:: Action item ::
Note each line of the entries that includes "this". Then copy those lines.

**********

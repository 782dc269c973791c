use std::sync::Arc;

use anyhow::Context;
use axum::async_trait;
use lettre::{
    message::header::ContentType, transport::smtp::authentication::Credentials, AsyncSmtpTransport,
    AsyncTransport, Message, Tokio1Executor,
};
use tracing::info;

use crate::config::MailConfig;

#[async_trait]
pub trait Mailer: Send + Sync {
    async fn send_password_reset(&self, to: &str, link: &str) -> anyhow::Result<()>;
    async fn send_magic_link(&self, to: &str, link: &str) -> anyhow::Result<()>;

    /// Short transport name shown on the settings screen.
    fn kind(&self) -> &'static str;
}

/// Writes links to the log instead of sending mail. Used when no SMTP host is set.
pub struct LogMailer;

#[async_trait]
impl Mailer for LogMailer {
    async fn send_password_reset(&self, to: &str, link: &str) -> anyhow::Result<()> {
        info!(%to, %link, "password reset mail (log transport)");
        Ok(())
    }

    async fn send_magic_link(&self, to: &str, link: &str) -> anyhow::Result<()> {
        info!(%to, %link, "magic link mail (log transport)");
        Ok(())
    }

    fn kind(&self) -> &'static str {
        "log"
    }
}

pub struct SmtpMailer {
    transport: AsyncSmtpTransport<Tokio1Executor>,
    from: String,
}

impl SmtpMailer {
    pub fn new(cfg: &MailConfig) -> anyhow::Result<Self> {
        let smtp = cfg.smtp.as_ref().context("smtp not configured")?;
        let mut builder = AsyncSmtpTransport::<Tokio1Executor>::starttls_relay(&smtp.host)
            .context("smtp relay")?
            .port(smtp.port);
        if let (Some(user), Some(pass)) = (&smtp.username, &smtp.password) {
            builder = builder.credentials(Credentials::new(user.clone(), pass.clone()));
        }
        Ok(Self {
            transport: builder.build(),
            from: cfg.from.clone(),
        })
    }

    async fn send(&self, to: &str, subject: &str, body: String) -> anyhow::Result<()> {
        let message = Message::builder()
            .from(self.from.parse().context("parse from address")?)
            .to(to.parse().context("parse recipient address")?)
            .subject(subject)
            .header(ContentType::TEXT_PLAIN)
            .body(body)
            .context("build message")?;
        self.transport.send(message).await.context("smtp send")?;
        info!(%to, %subject, "mail sent");
        Ok(())
    }
}

#[async_trait]
impl Mailer for SmtpMailer {
    async fn send_password_reset(&self, to: &str, link: &str) -> anyhow::Result<()> {
        let body = format!(
            "Someone asked to reset the password for this account.\n\n\
             Open this link within one hour to choose a new password:\n{}\n\n\
             If it was not you, ignore this message.",
            link
        );
        self.send(to, "Reset your password", body).await
    }

    async fn send_magic_link(&self, to: &str, link: &str) -> anyhow::Result<()> {
        let body = format!(
            "Use this link to sign in. It works once and expires in 15 minutes:\n{}",
            link
        );
        self.send(to, "Your sign-in link", body).await
    }

    fn kind(&self) -> &'static str {
        "smtp"
    }
}

pub fn from_config(cfg: &MailConfig) -> anyhow::Result<Arc<dyn Mailer>> {
    Ok(match cfg.smtp {
        Some(_) => Arc::new(SmtpMailer::new(cfg)?) as Arc<dyn Mailer>,
        None => Arc::new(LogMailer) as Arc<dyn Mailer>,
    })
}

#[cfg(test)]
mod tests {
    use super::*;
    use crate::config::SmtpConfig;

    #[test]
    fn log_transport_without_smtp_host() {
        let cfg = MailConfig {
            from: "a@b.c".into(),
            smtp: None,
        };
        assert_eq!(from_config(&cfg).unwrap().kind(), "log");
    }

    #[tokio::test]
    async fn smtp_transport_when_host_is_set() {
        let cfg = MailConfig {
            from: "Admin <a@example.com>".into(),
            smtp: Some(SmtpConfig {
                host: "smtp.example.com".into(),
                port: 587,
                username: None,
                password: None,
            }),
        };
        assert_eq!(from_config(&cfg).unwrap().kind(), "smtp");
    }
}
use crate::state::AppState;
use axum::Router;

pub mod dto;
pub mod handlers;
pub mod repo;
pub mod repo_types;
pub mod services;

pub fn router() -> Router<AppState> {
    Router::new().merge(handlers::database_routes())
}
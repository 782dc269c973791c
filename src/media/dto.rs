use serde::{Deserialize, Serialize};
use time::OffsetDateTime;

use super::repo_types::Media;

#[derive(Debug, Serialize)]
pub struct MediaView {
    pub id: String,
    pub file_name: String,
    pub content_type: String,
    pub size_bytes: i64,
    pub is_public: bool,
    pub uploaded_by: Option<String>,
    /// Presigned, short-lived.
    pub url: String,
    #[serde(with = "time::serde::rfc3339")]
    pub created_at: OffsetDateTime,
}

impl MediaView {
    pub fn new(m: Media, url: String) -> Self {
        Self {
            id: m.id,
            file_name: m.file_name,
            content_type: m.content_type,
            size_bytes: m.size_bytes,
            is_public: m.is_public,
            uploaded_by: m.uploaded_by,
            url,
            created_at: m.created_at,
        }
    }
}

#[derive(Debug, Deserialize)]
pub struct VisibilityRequest {
    pub is_public: bool,
}
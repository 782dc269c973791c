use axum::{
    extract::{FromRef, Path, Query, State},
    response::Redirect,
    routing::get,
    Router,
};
use axum_extra::extract::cookie::CookieJar;
use serde::Deserialize;
use tracing::{error, info, instrument, warn};

use super::{
    providers::{self, Provider},
    services::{sign_in_with_profile, OAuthError},
};
use crate::{
    auth::{
        claims::TokenKind,
        cookie::{self, OAUTH_STATE_COOKIE},
        handlers::start_session,
        jwt::JwtKeys,
    },
    error::{ApiError, ApiResult},
    state::AppState,
};

pub fn oauth_routes() -> Router<AppState> {
    Router::new()
        .route("/auth/oauth/:provider", get(start))
        .route("/auth/callback/:provider", get(callback))
}

#[derive(Debug, Deserialize)]
pub struct CallbackQuery {
    pub code: Option<String>,
    pub state: Option<String>,
    pub error: Option<String>,
}

/// Redirects the browser to the provider's consent screen.
#[instrument(skip(state, jar))]
pub async fn start(
    State(state): State<AppState>,
    jar: CookieJar,
    Path(provider): Path<String>,
) -> ApiResult<(CookieJar, Redirect)> {
    let provider = Provider::parse(&provider)
        .ok_or_else(|| ApiError::not_found("Unknown provider"))?;
    let client = provider
        .client(&state.config)
        .ok_or_else(|| ApiError::not_found("Provider not available"))?;

    let oauth_state = JwtKeys::from_ref(&state).sign_oauth_state(provider.name())?;
    let url = providers::build_authorize_url(
        provider,
        &client.client_id,
        &provider.redirect_uri(&state.config.base_url),
        &oauth_state,
    )?;
    let jar = jar.add(cookie::oauth_state(oauth_state, state.config.cookie_secure));
    Ok((jar, Redirect::to(&url)))
}

/// State must be a live oauth_state token for this provider and equal the cookie copy.
fn check_state(
    keys: &JwtKeys,
    provider: Provider,
    from_query: Option<&str>,
    from_cookie: Option<&str>,
) -> Result<(), OAuthError> {
    let (Some(q), Some(c)) = (from_query, from_cookie) else {
        return Err(OAuthError::InvalidState);
    };
    if q != c {
        return Err(OAuthError::InvalidState);
    }
    let claims = keys
        .verify_kind(q, TokenKind::OauthState)
        .map_err(|_| OAuthError::InvalidState)?;
    if claims.sub != provider.name() {
        return Err(OAuthError::InvalidState);
    }
    Ok(())
}

async fn run_callback(
    state: &AppState,
    jar: &CookieJar,
    provider: &str,
    q: &CallbackQuery,
) -> Result<(Provider, crate::users::repo_types::User), OAuthError> {
    let provider = Provider::parse(provider).ok_or(OAuthError::ProviderDisabled)?;
    let client = provider
        .client(&state.config)
        .ok_or(OAuthError::ProviderDisabled)?;
    if let Some(err) = &q.error {
        return Err(OAuthError::Denied(err.clone()));
    }
    check_state(
        &JwtKeys::from_ref(state),
        provider,
        q.state.as_deref(),
        jar.get(OAUTH_STATE_COOKIE).map(|c| c.value()),
    )?;
    let code = q.code.as_deref().ok_or(OAuthError::InvalidState)?;

    let redirect_uri = provider.redirect_uri(&state.config.base_url);
    let token = providers::exchange_code(&state.http, provider, client, code, &redirect_uri).await?;
    let profile = providers::fetch_profile(&state.http, provider, &token).await?;
    let user = sign_in_with_profile(state, provider, &profile).await?;
    Ok((provider, user))
}

/// Provider redirect target. Always answers with a redirect: `/` on success,
/// `/sign-in?error=<code>` otherwise.
#[instrument(skip(state, jar, q))]
pub async fn callback(
    State(state): State<AppState>,
    jar: CookieJar,
    Path(provider): Path<String>,
    Query(q): Query<CallbackQuery>,
) -> (CookieJar, Redirect) {
    let outcome = run_callback(&state, &jar, &provider, &q).await;
    let jar = jar.add(cookie::clear_oauth_state(state.config.cookie_secure));

    let failure = |jar: CookieJar, err: &OAuthError| {
        (jar, Redirect::to(&format!("/sign-in?error={}", err.code())))
    };

    let (provider, user) = match outcome {
        Ok(v) => v,
        Err(e @ OAuthError::Other(_)) => {
            error!(error = ?e, %provider, "oauth callback failed");
            return failure(jar, &e);
        }
        Err(e) => {
            warn!(error = %e, %provider, "oauth sign-in refused");
            return failure(jar, &e);
        }
    };

    match start_session(&state, jar.clone(), user).await {
        Ok((jar, view)) => {
            info!(user_id = %view.id, provider = provider.name(), "oauth sign-in");
            (jar, Redirect::to("/"))
        }
        Err(e) => {
            error!(error = %e, "starting session after oauth failed");
            failure(jar, &OAuthError::Other(anyhow::anyhow!("session")))
        }
    }
}

#[cfg(test)]
mod tests {
    use super::*;

    fn keys() -> JwtKeys {
        JwtKeys::new(&crate::config::AppConfig::for_tests().jwt)
    }

    #[test]
    fn state_must_match_cookie_and_provider() {
        let keys = keys();
        let st = keys.sign_oauth_state("github").unwrap();
        let st = Some(st.as_str());
        assert!(check_state(&keys, Provider::Github, st, st).is_ok());
        assert!(check_state(&keys, Provider::Google, st, st).is_err());
        assert!(check_state(&keys, Provider::Github, st, None).is_err());
        assert!(check_state(&keys, Provider::Github, None, st).is_err());

        let other = keys.sign_oauth_state("github").unwrap();
        assert!(check_state(&keys, Provider::Github, st, Some(other.as_str())).is_err());
    }

    #[test]
    fn session_token_is_not_a_state() {
        let keys = keys();
        let st = keys.sign_session("01HX0000000000000000000000").unwrap();
        let err = check_state(&keys, Provider::Github, Some(st.as_str()), Some(st.as_str()))
            .unwrap_err();
        assert_eq!(err.code(), "invalid_state");
    }
}
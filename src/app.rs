use std::net::SocketAddr;

use axum::{routing::get, Json, Router};
use serde_json::{json, Value};
use tower_http::{cors::CorsLayer, trace::TraceLayer};

use crate::config::AppConfig;
use crate::state::AppState;
use crate::{auth, database, media, oauth, settings, users};

async fn health() -> Json<Value> {
    Json(json!({ "status": "ok" }))
}

pub fn build_app(state: AppState) -> Router {
    Router::new()
        .nest(
            "/api",
            Router::new()
                .merge(auth::router())
                .merge(oauth::router())
                .merge(users::router())
                .merge(database::router())
                .merge(media::router())
                .merge(settings::router())
                .route("/health", get(health)),
        )
        .with_state(state)
        .layer(CorsLayer::permissive())
        .layer(
            TraceLayer::new_for_http()
                .make_span_with(|req: &axum::http::Request<_>| {
                    let method = req.method().clone();
                    let uri = req.uri().clone();
                    tracing::info_span!(
                        "http_request",
                        %method,
                        uri = %uri,
                        status = tracing::field::Empty
                    )
                })
                .on_response(
                    |res: &axum::http::Response<_>,
                     latency: std::time::Duration,
                     span: &tracing::Span| {
                        let status = res.status();
                        span.record("status", tracing::field::display(status));
                        let ms = latency.as_millis() as u64;
                        if status.is_server_error() {
                            tracing::error!(%status, ms, "response");
                        } else {
                            tracing::info!(%status, ms, "response");
                        }
                    },
                ),
        )
}

pub async fn serve(app: Router, config: &AppConfig) -> anyhow::Result<()> {
    let addr: SocketAddr = format!("{}:{}", config.host, config.port).parse()?;

    tracing::info!("listening on {}", addr);
    let listener = tokio::net::TcpListener::bind(addr).await?;
    axum::serve(listener, app).await?;
    Ok(())
}

#[cfg(test)]
mod tests {
    use super::*;
    use axum::{
        body::{to_bytes, Body},
        http::{header, Request, StatusCode},
        response::Response,
    };
    use tower::ServiceExt;

    async fn send(state: AppState, req: Request<Body>) -> Response {
        build_app(state).oneshot(req).await.unwrap()
    }

    fn get(uri: &str) -> Request<Body> {
        Request::builder().uri(uri).body(Body::empty()).unwrap()
    }

    fn post_json(uri: &str, body: Value) -> Request<Body> {
        Request::builder()
            .method("POST")
            .uri(uri)
            .header(header::CONTENT_TYPE, "application/json")
            .body(Body::from(body.to_string()))
            .unwrap()
    }

    async fn body_json(res: Response) -> Value {
        let bytes = to_bytes(res.into_body(), usize::MAX).await.unwrap();
        serde_json::from_slice(&bytes).unwrap()
    }

    #[tokio::test]
    async fn health_is_ok() {
        let res = send(AppState::fake(), get("/api/health")).await;
        assert_eq!(res.status(), StatusCode::OK);
        assert_eq!(body_json(res).await["status"], "ok");
    }

    #[tokio::test]
    async fn sign_out_clears_the_cookie() {
        let res = send(AppState::fake(), post_json("/api/auth/sign-out", json!({}))).await;
        assert_eq!(res.status(), StatusCode::OK);
        let cookie = res
            .headers()
            .get(header::SET_COOKIE)
            .and_then(|v| v.to_str().ok())
            .unwrap()
            .to_string();
        assert!(cookie.starts_with("auth-token="));
        assert!(cookie.contains("Max-Age=0"));
        assert!(cookie.contains("HttpOnly"));
    }

    #[tokio::test]
    async fn anonymous_session_is_null() {
        let res = send(AppState::fake(), get("/api/auth/session")).await;
        assert_eq!(res.status(), StatusCode::OK);
        assert_eq!(body_json(res).await["user"], Value::Null);
    }

    #[tokio::test]
    async fn me_requires_a_session() {
        let res = send(AppState::fake(), get("/api/me")).await;
        assert_eq!(res.status(), StatusCode::UNAUTHORIZED);
        assert_eq!(body_json(res).await["error"], "Not signed in");
    }

    #[tokio::test]
    async fn admin_routes_require_a_session() {
        for uri in [
            "/api/admin/users",
            "/api/admin/roles",
            "/api/admin/database/tables",
            "/api/admin/database/tables/users",
            "/api/admin/media",
            "/api/admin/settings",
        ] {
            let res = send(AppState::fake(), get(uri)).await;
            assert_eq!(res.status(), StatusCode::UNAUTHORIZED, "{}", uri);
        }
    }

    #[tokio::test]
    async fn providers_follow_toggles() {
        let res = send(AppState::fake(), get("/api/auth/providers")).await;
        let ids: Vec<String> = body_json(res)
            .await
            .as_array()
            .unwrap()
            .iter()
            .map(|p| p["id"].as_str().unwrap().to_string())
            .collect();
        assert_eq!(ids, vec!["credentials"]);
    }

    #[tokio::test]
    async fn disabled_oauth_provider_is_not_found() {
        let res = send(AppState::fake(), get("/api/auth/oauth/github")).await;
        assert_eq!(res.status(), StatusCode::NOT_FOUND);
        let res = send(AppState::fake(), get("/api/auth/oauth/myspace")).await;
        assert_eq!(res.status(), StatusCode::NOT_FOUND);
    }

    #[tokio::test]
    async fn enabled_oauth_provider_redirects_with_state_cookie() {
        let mut cfg = AppConfig::for_tests();
        cfg.features.github = true;
        cfg.github = Some(crate::config::OAuthClientConfig {
            client_id: "gh-id".into(),
            client_secret: "gh-secret".into(),
        });
        let res = send(AppState::fake_with(cfg), get("/api/auth/oauth/github")).await;
        assert!(res.status().is_redirection());
        let location = res.headers()[header::LOCATION].to_str().unwrap();
        assert!(location.starts_with("https://github.com/login/oauth/authorize?"));
        assert!(location.contains("client_id=gh-id"));
        let cookie = res.headers()[header::SET_COOKIE].to_str().unwrap();
        assert!(cookie.starts_with("oauth-state="));
    }

    #[tokio::test]
    async fn callback_for_disabled_provider_redirects_to_sign_in() {
        let res = send(
            AppState::fake(),
            get("/api/auth/callback/github?code=abc&state=xyz"),
        )
        .await;
        assert!(res.status().is_redirection());
        assert_eq!(
            res.headers()[header::LOCATION],
            "/sign-in?error=provider_disabled"
        );
    }

    #[tokio::test]
    async fn sign_up_rejects_bad_email_and_respects_toggle() {
        let res = send(
            AppState::fake(),
            post_json("/api/auth/sign-up", json!({"email": "nope", "password": "longenough"})),
        )
        .await;
        assert_eq!(res.status(), StatusCode::BAD_REQUEST);

        let mut cfg = AppConfig::for_tests();
        cfg.features.signup = false;
        let res = send(
            AppState::fake_with(cfg),
            post_json(
                "/api/auth/sign-up",
                json!({"email": "ann@example.com", "password": "longenough"}),
            ),
        )
        .await;
        assert_eq!(res.status(), StatusCode::FORBIDDEN);
    }

    #[tokio::test]
    async fn public_media_with_bad_id_is_not_found() {
        let res = send(AppState::fake(), get("/api/media/not-an-id")).await;
        assert_eq!(res.status(), StatusCode::NOT_FOUND);
    }
}
use serde::{Deserialize, Serialize};

/// Type tag carried in every token so one kind cannot stand in for another.
#[derive(Debug, Clone, Copy, Serialize, Deserialize, PartialEq, Eq)]
#[serde(rename_all = "snake_case")]
pub enum TokenKind {
    Session,
    OauthState,
}

/// JWT payload.
#[derive(Debug, Clone, Serialize, Deserialize)]
pub struct Claims {
    pub sub: String,     // user id, or provider name for oauth_state
    pub iat: usize,      // issued at (unix timestamp)
    pub exp: usize,      // expires at (unix timestamp)
    pub iss: String,     // issuer
    pub aud: String,     // audience
    pub kind: TokenKind, // token type
    #[serde(default, skip_serializing_if = "Option::is_none")]
    pub nonce: Option<String>,
}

**********

:: Result ::
            "Someone asked to reset the password for this account.\n\n\
             Open this link within one hour to choose a new password:\n{}\n\n\
             If it was not you, ignore this message.",
            "Use this link to sign in. It works once and expires in 15 minutes:\n{}",
/// State must be a live oauth_state token for this provider and equal the cookie copy.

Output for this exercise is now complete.